Sunday, March 02, 2008

Sangre


The first feature film by Amat Escalante is good but according to me is very far away from Carlos Reygadas excellent films. What I just said means nothing more than an effort to separate both filmmakers from each other, even when they had worked together in movies like Batalla en el Cielo and Carlos Reygadas is the producer of Escalante’s films. So, with this said lets talk about Sangre.

Seems there is a trend in world cinema to do more films in which apparently “nothing happens” until something does. I’m particularly thinking about some Romanian movies as well as from other European countries. Sangre is a film that seems to follow this trend.

For non-regular art cinema lovers this film will seem like there is nothing happening in most of the picture and almost in the end “something” happens that if you’re not alert you could miss it, until the main character Diego does something that clearly explains what happened.

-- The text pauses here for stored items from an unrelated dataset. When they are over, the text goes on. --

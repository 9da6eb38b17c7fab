use serde::{Deserialize, Serialize};
use std::fmt;

///
/// FieldPath
///
/// A dotted sequence of field names addressing a (possibly nested) field
/// within a message type.
///

#[derive(Clone, Debug, Deserialize, Eq, Ord, PartialEq, PartialOrd, Serialize)]
pub struct FieldPath {
    segments: Vec<String>,
}

impl FieldPath {
    #[must_use]
    pub fn new(segments: Vec<String>) -> Self {
        Self { segments }
    }

    /// Split a dotted path string into segments. Empty input yields an
    /// empty path.
    #[must_use]
    pub fn parse(dotted: &str) -> Self {
        if dotted.is_empty() {
            return Self {
                segments: Vec::new(),
            };
        }
        Self {
            segments: dotted.split('.').map(str::to_string).collect(),
        }
    }

    #[must_use]
    pub fn segments(&self) -> &[String] {
        &self.segments
    }

    /// Top-level field name, i.e. the first segment.
    #[must_use]
    pub fn first(&self) -> Option<&str> {
        self.segments.first().map(String::as_str)
    }

    /// The terminal field name the path resolves to.
    #[must_use]
    pub fn terminal(&self) -> Option<&str> {
        self.segments.last().map(String::as_str)
    }

    /// Whether the path addresses a field nested inside a sub-message.
    #[must_use]
    pub fn is_nested(&self) -> bool {
        self.segments.len() > 1
    }

    #[must_use]
    pub fn len(&self) -> usize {
        self.segments.len()
    }

    #[must_use]
    pub fn is_empty(&self) -> bool {
        self.segments.is_empty()
    }
}

impl fmt::Display for FieldPath {
    fn fmt(&self, f: &mut fmt::Formatter<'_>) -> fmt::Result {
        write!(f, "{}", self.segments.join("."))
    }
}

///
/// PathTemplate
///
/// Compiled representation of a URL path template, produced by the external
/// path-template compiler. Opaque to the generator; its fields are carried
/// verbatim into the emitted pattern constructor.
///

#[derive(Clone, Debug, Default, Deserialize, Eq, PartialEq, Serialize)]
pub struct PathTemplate {
    pub version: i32,
    pub op_codes: Vec<i32>,
    pub pool: Vec<String>,
    pub verb: Option<String>,
    /// Source template text, kept for diagnostics.
    pub template: String,
}

#[cfg(test)]
mod tests {
    use super::*;

    #[test]
    fn parse_and_display_round_trip() {
        let path = FieldPath::parse("a.b.c");
        assert_eq!(path.len(), 3);
        assert!(path.is_nested());
        assert_eq!(path.first(), Some("a"));
        assert_eq!(path.terminal(), Some("c"));
        assert_eq!(path.to_string(), "a.b.c");
    }

    #[test]
    fn single_segment_is_not_nested() {
        let path = FieldPath::parse("id");
        assert!(!path.is_nested());
        assert_eq!(path.first(), path.terminal());
    }

    #[test]
    fn empty_string_parses_to_empty_path() {
        assert!(FieldPath::parse("").is_empty());
    }
}
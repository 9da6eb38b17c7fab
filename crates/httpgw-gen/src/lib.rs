pub mod config;
pub mod emit;
pub mod fieldmask;
pub mod handler;
mod helper;
pub mod normalize;
pub mod param;
pub mod query;
pub mod shape;
pub mod trailer;
pub mod trie;

pub use config::{GenConfig, Separator};
pub use emit::{Artifact, generate, generate_file};
pub use shape::MethodShape;

use httpgw_descriptor::{error::ErrorTree, registry::RegistryError};
use thiserror::Error as ThisError;

///
/// GenError
///
/// Generation-time failures are fatal for the affected target file; the
/// driver never emits partial output.
///

#[derive(Debug, ThisError)]
pub enum GenError {
    #[error("no service with HTTP bindings in '{file}'")]
    NoTargetService { file: String },

    #[error("repeated field '{path}' not allowed in body of '{route}'")]
    RepeatedFieldInBody { route: String, path: String },

    #[error("body not allowed on DELETE binding '{route}'")]
    DeleteWithBody { route: String },

    #[error("additional import '{import}' is not a valid use path")]
    InvalidImport { import: String },

    #[error(transparent)]
    RegistryError(#[from] RegistryError),

    #[error(transparent)]
    ValidateError(#[from] ErrorTree),
}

But while you may feel that “nothing is happening” as you’re watching the life of an absolutely ordinary working class couple that leads a mundane existence there is actually a lot happening. The thing is that everything is happening not with words but with facial expressions and with what they do in their ordinary lives. So, I could say that is not an easy to watch movie as you really have to pay attention to things that you usually take for granted in most movies.

The movie tells about Blanca that works in a Japanese fast food joint and Diego that works in an unmentioned government office counting the people that enter the office. Both are married and submerged in a banal existence that does not leave their everyday routine of sleeping, eating, working, watching TV and having emotionless sex. If they speak it will be monosyllables or because they argue. Nothing is exciting in their lives anymore and no one is doing something to change it. Both are stuck in a senseless relationship and life, and both are not aware of the senselessness or care for that matter. Does this seem familiar to some of you? I believe it does, either you have someone you know living like this or you have seen it from afar. There most be many couples in the world living like Diego and Blanca.

Such senseless existence can only be shown in one way; slowly showing the very senseless details of an ordinary –and very common- existence and that’s exactly what this movie does. In a way I do relate the storytelling technique that Escalante used to that Rainer Werner Fassbinder movie Why Does Herr R. Run Amok? a movie that bores you as much as Mr. R. life is and you not only get the main simple message but you also live and feel it while watching. If you open your mind you will get the straightforward simple message in Sangre and you will also be able to live and feel the tediousness of a senseless and ordinary existence.

As in the Fassbinder movie where almost at the end something terrible happens, Sangre also has something bad happening at the very end. But unlike Fassbinder movie, here the something bad unfolds like their own existence: in a senseless way.

Everything that I have mentioned about the story could no be well told if actors performances were not outstanding as well as directing, editing, framing, cinematography, etc. What’s really remarkable is that all actors are non-actors (for example, Diego was Escalante’s real life neighbor) and that Escalante was able to extract from them such good performances. I also find outstanding the “dry” humor sparkled allover the screenplay written also by Escalante.

Cinematography was very good but not breathtaking (that’s one thing that separates Reygadas from Escalante according to me) with the exception of one or two scenes that where truly spectacular, the film looks and feels like ordinary urban settings, which highly contribute to the ordinary and senseless story, but not to viewer’s pleasure.

The movie has multiple honors in fests and awards allover the world that includes the FIPRESCI Award and being in competition at the Un Certain Regard section at 2005 Cannes.

I enjoyed the movie very much but I recognize that could be a very exhausting experience –against an entertaining experience- so, the film absolutely is not for all audiences but only for those that enjoy extremely slow paced (some scenes are real time), not easy to sustain and get behind the obvious and “new” cinema style in totally art house movies.

Enjoy!!!

P.S. Sangre means blood in Spanish, but there is no red blood in this movie. The main relation I find is to blood relatives, as Diego gets into something bad with one blood relative and there is a crucial and symbolic scene where what it looks like a father and a son were physically fighting. Yes, this movie is full of symbols too, like the cows in the garbage dump or the rotten fruits that fall from the tree.